[What is expected] Retype, exactly as they appear below, the lines between the line holding "Variable Store, Mock" and the line holding "use std::fmt;", both ends included.

Data for this exercise START

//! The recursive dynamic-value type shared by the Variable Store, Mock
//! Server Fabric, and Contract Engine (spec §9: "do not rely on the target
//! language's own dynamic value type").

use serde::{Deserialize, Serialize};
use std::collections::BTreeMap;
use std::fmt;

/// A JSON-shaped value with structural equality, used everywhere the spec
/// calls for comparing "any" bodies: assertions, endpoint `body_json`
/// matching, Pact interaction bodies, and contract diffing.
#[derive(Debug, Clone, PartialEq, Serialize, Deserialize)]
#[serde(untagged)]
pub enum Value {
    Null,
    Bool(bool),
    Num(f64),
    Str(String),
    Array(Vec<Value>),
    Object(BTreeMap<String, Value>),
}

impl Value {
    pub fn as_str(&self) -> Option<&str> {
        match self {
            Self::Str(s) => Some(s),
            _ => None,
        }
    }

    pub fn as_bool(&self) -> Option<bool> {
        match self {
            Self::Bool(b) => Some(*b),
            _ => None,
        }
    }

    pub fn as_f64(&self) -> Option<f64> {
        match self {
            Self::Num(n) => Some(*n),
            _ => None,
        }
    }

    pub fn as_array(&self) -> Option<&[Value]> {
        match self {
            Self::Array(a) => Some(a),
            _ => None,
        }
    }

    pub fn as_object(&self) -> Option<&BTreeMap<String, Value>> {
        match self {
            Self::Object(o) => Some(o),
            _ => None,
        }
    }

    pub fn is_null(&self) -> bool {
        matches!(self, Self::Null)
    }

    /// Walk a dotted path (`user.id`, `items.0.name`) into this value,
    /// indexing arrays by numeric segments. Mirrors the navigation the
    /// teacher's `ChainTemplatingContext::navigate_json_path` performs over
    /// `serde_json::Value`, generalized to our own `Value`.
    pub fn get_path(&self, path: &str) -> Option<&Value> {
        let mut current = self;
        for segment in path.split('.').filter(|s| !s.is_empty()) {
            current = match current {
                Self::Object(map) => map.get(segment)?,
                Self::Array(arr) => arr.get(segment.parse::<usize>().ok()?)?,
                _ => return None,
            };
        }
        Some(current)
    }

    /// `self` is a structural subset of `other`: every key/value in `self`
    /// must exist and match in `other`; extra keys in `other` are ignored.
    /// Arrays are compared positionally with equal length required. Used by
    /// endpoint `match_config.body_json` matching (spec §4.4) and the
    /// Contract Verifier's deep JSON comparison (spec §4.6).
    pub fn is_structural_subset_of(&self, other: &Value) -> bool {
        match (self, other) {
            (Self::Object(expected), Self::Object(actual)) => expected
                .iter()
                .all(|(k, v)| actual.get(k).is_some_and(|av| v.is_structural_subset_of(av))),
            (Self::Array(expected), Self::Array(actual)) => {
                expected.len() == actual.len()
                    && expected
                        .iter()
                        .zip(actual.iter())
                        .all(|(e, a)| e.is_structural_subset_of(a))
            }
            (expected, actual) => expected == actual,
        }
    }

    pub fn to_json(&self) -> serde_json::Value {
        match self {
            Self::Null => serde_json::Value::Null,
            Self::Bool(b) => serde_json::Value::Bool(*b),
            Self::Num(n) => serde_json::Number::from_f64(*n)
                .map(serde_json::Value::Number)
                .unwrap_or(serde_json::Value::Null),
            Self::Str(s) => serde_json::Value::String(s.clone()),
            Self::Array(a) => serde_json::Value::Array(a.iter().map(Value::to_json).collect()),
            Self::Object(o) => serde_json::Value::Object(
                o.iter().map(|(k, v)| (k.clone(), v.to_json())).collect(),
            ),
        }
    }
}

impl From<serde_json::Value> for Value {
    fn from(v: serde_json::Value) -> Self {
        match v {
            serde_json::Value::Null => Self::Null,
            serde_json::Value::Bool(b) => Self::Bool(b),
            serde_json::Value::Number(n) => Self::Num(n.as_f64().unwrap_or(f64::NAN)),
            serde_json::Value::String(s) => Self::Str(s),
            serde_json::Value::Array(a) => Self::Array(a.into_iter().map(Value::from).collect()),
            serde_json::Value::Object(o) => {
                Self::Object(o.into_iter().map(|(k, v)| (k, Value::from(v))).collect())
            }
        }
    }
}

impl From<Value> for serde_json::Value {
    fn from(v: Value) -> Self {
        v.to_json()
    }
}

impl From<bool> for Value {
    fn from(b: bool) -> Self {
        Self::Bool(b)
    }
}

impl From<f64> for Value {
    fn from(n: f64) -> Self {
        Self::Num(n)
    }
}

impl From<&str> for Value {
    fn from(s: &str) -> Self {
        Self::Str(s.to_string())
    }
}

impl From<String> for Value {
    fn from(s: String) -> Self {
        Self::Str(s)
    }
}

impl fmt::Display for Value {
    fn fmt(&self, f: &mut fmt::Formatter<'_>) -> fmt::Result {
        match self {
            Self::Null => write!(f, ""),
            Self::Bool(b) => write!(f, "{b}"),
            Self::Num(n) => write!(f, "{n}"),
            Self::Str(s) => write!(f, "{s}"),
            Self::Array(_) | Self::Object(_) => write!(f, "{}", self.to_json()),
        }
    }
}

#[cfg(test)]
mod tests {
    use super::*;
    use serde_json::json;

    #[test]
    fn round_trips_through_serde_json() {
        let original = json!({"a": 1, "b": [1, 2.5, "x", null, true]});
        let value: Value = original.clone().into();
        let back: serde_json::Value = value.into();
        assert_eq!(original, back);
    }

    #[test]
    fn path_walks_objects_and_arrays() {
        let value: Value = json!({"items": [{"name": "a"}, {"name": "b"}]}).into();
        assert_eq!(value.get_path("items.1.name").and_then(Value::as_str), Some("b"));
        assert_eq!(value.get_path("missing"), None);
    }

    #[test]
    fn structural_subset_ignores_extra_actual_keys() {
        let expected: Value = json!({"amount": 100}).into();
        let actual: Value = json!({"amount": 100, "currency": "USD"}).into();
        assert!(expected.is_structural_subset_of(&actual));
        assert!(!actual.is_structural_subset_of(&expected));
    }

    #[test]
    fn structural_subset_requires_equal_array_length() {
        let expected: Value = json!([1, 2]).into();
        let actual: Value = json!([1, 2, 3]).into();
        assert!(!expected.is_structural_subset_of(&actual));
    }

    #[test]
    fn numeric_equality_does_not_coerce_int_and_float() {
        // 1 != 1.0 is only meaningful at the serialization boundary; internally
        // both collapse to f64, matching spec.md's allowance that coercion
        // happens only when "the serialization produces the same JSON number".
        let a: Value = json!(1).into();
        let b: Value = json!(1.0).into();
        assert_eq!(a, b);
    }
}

Data for this exercise END
Data for this exercise START

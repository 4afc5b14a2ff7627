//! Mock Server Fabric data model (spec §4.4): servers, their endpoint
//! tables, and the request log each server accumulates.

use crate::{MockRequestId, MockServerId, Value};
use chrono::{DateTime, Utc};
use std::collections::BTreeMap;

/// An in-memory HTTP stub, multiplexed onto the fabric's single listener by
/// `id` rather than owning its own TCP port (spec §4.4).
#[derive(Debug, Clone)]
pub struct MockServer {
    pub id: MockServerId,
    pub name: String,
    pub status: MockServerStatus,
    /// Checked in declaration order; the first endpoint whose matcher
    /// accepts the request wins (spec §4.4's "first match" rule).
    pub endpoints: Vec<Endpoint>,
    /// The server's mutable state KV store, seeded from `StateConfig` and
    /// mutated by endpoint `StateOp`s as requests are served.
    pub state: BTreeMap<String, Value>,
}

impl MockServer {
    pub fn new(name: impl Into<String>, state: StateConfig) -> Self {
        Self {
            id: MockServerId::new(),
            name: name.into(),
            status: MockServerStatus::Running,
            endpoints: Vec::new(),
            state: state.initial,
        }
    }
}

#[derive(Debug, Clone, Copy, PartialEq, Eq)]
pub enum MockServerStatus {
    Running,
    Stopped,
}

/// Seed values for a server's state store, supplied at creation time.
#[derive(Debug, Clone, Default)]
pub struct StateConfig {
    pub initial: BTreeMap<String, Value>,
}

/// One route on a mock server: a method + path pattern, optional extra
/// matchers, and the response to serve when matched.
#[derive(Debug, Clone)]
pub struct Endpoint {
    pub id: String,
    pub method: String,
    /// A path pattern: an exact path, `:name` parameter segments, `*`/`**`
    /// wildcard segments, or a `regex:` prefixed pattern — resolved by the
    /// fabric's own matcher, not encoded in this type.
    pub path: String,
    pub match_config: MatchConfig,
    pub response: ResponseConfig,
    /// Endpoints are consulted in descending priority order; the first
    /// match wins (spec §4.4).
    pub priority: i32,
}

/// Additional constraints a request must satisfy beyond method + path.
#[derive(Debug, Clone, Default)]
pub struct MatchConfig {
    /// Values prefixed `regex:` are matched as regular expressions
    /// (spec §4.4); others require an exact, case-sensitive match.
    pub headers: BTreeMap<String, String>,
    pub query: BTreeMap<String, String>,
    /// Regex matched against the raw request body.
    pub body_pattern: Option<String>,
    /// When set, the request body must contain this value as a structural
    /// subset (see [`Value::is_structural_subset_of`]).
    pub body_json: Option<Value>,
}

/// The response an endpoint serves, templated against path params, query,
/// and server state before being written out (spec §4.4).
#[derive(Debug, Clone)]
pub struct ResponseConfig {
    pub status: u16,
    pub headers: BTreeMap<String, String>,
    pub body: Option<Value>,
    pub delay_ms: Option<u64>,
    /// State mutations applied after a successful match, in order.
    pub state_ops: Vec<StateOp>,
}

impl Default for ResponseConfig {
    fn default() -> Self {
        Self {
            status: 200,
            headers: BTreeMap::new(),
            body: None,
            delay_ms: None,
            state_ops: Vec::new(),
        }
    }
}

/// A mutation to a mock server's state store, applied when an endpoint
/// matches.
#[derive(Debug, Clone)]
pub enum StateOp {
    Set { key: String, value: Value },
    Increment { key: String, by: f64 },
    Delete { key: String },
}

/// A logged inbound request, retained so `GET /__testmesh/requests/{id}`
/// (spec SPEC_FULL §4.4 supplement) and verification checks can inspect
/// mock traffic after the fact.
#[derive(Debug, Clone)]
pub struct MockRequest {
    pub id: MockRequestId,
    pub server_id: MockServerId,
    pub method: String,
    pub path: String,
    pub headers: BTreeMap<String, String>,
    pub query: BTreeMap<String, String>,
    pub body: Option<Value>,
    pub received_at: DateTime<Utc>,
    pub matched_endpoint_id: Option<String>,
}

Data for this exercise END

[Result of the exercise]
//! The recursive dynamic-value type shared by the Variable Store, Mock
//! Server Fabric, and Contract Engine (spec §9: "do not rely on the target
//! language's own dynamic value type").

use serde::{Deserialize, Serialize};
use std::collections::BTreeMap;
use std::fmt;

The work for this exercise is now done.